= REQUIRED WORK =
Below this line is a set of entries; quote exactly the lines from the line that contains "the target entry." to the line that contains "after this change.", both lines included.

= Records from a dataset =

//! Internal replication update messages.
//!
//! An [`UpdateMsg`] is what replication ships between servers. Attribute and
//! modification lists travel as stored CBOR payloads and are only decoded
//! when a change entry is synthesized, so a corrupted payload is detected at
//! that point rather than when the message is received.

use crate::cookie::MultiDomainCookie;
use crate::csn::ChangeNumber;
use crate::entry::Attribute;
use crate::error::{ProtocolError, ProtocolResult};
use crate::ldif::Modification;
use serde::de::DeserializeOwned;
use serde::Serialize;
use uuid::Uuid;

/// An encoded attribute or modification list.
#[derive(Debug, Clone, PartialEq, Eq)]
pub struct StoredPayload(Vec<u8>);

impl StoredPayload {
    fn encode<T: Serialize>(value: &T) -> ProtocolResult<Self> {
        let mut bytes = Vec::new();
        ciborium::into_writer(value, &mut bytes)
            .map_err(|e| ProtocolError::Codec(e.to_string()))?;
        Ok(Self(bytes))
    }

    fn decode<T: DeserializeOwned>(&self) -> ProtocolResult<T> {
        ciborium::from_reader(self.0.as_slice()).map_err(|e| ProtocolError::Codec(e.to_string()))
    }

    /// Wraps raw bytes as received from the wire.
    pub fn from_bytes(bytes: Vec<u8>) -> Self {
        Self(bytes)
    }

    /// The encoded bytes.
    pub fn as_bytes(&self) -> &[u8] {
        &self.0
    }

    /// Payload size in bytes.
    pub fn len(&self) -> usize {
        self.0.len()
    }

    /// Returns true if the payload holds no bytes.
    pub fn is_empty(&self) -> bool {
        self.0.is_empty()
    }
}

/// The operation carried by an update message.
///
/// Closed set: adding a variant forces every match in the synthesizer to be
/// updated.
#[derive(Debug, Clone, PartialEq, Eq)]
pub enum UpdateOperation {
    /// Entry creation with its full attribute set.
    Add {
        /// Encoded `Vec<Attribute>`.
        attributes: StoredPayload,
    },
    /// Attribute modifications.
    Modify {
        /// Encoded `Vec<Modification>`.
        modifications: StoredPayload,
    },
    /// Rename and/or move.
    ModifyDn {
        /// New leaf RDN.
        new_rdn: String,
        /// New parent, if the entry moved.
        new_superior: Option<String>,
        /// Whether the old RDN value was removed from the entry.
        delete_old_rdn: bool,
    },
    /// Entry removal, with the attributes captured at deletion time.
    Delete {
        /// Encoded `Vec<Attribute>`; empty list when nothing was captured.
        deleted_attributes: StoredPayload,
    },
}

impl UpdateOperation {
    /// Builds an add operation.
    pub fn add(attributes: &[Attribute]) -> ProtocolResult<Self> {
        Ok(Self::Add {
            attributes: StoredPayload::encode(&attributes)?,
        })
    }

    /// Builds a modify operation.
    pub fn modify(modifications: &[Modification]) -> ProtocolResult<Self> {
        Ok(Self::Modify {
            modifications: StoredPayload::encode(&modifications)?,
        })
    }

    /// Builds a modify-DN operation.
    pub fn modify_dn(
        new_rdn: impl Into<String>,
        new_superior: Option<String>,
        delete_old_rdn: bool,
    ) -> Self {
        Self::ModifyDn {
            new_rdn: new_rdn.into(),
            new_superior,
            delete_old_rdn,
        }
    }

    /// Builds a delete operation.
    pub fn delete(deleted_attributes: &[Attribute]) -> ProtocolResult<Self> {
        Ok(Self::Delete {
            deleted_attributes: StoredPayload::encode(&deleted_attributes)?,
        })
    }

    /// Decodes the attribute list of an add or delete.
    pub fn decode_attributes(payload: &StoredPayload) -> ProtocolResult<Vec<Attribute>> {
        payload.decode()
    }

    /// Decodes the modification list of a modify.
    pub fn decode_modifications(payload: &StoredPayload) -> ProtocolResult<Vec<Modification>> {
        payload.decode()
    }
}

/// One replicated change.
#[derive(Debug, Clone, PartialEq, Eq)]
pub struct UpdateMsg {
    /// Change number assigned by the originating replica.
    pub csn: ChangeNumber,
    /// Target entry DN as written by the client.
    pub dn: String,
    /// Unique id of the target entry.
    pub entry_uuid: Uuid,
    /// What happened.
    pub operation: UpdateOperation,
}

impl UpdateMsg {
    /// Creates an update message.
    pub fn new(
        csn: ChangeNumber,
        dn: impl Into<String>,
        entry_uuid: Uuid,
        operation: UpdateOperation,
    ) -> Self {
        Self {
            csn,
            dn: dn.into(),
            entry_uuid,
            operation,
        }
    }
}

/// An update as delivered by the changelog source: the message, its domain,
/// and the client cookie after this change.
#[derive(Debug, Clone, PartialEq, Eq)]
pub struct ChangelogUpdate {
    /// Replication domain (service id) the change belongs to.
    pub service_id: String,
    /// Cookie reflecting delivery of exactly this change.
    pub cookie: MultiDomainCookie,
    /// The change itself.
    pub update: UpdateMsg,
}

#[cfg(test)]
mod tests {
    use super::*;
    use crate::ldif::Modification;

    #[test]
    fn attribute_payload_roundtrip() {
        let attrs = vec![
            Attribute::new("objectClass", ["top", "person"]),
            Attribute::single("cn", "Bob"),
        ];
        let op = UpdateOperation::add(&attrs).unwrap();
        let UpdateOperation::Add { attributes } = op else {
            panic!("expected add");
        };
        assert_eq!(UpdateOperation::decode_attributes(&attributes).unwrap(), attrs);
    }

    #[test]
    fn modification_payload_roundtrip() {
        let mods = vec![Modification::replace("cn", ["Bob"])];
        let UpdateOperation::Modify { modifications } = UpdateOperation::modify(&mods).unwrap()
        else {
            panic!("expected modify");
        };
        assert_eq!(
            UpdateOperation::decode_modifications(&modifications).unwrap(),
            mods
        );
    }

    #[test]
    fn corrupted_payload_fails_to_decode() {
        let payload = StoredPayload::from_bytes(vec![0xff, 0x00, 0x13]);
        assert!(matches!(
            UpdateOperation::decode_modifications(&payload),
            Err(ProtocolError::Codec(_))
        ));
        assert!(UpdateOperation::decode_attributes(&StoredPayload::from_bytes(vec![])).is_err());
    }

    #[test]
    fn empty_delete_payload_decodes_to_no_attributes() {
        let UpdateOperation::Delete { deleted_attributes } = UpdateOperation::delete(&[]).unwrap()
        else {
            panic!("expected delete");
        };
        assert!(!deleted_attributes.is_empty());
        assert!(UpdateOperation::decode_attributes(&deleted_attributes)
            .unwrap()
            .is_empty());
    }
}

= RESPONSE TO THE EXERCISE =
    /// Unique id of the target entry.
    pub entry_uuid: Uuid,
    /// What happened.
    pub operation: UpdateOperation,
}

impl UpdateMsg {
    /// Creates an update message.
    pub fn new(
        csn: ChangeNumber,
        dn: impl Into<String>,
        entry_uuid: Uuid,
        operation: UpdateOperation,
    ) -> Self {
        Self {
            csn,
            dn: dn.into(),
            entry_uuid,
            operation,
        }
    }
}

/// An update as delivered by the changelog source: the message, its domain,
/// and the client cookie after this change.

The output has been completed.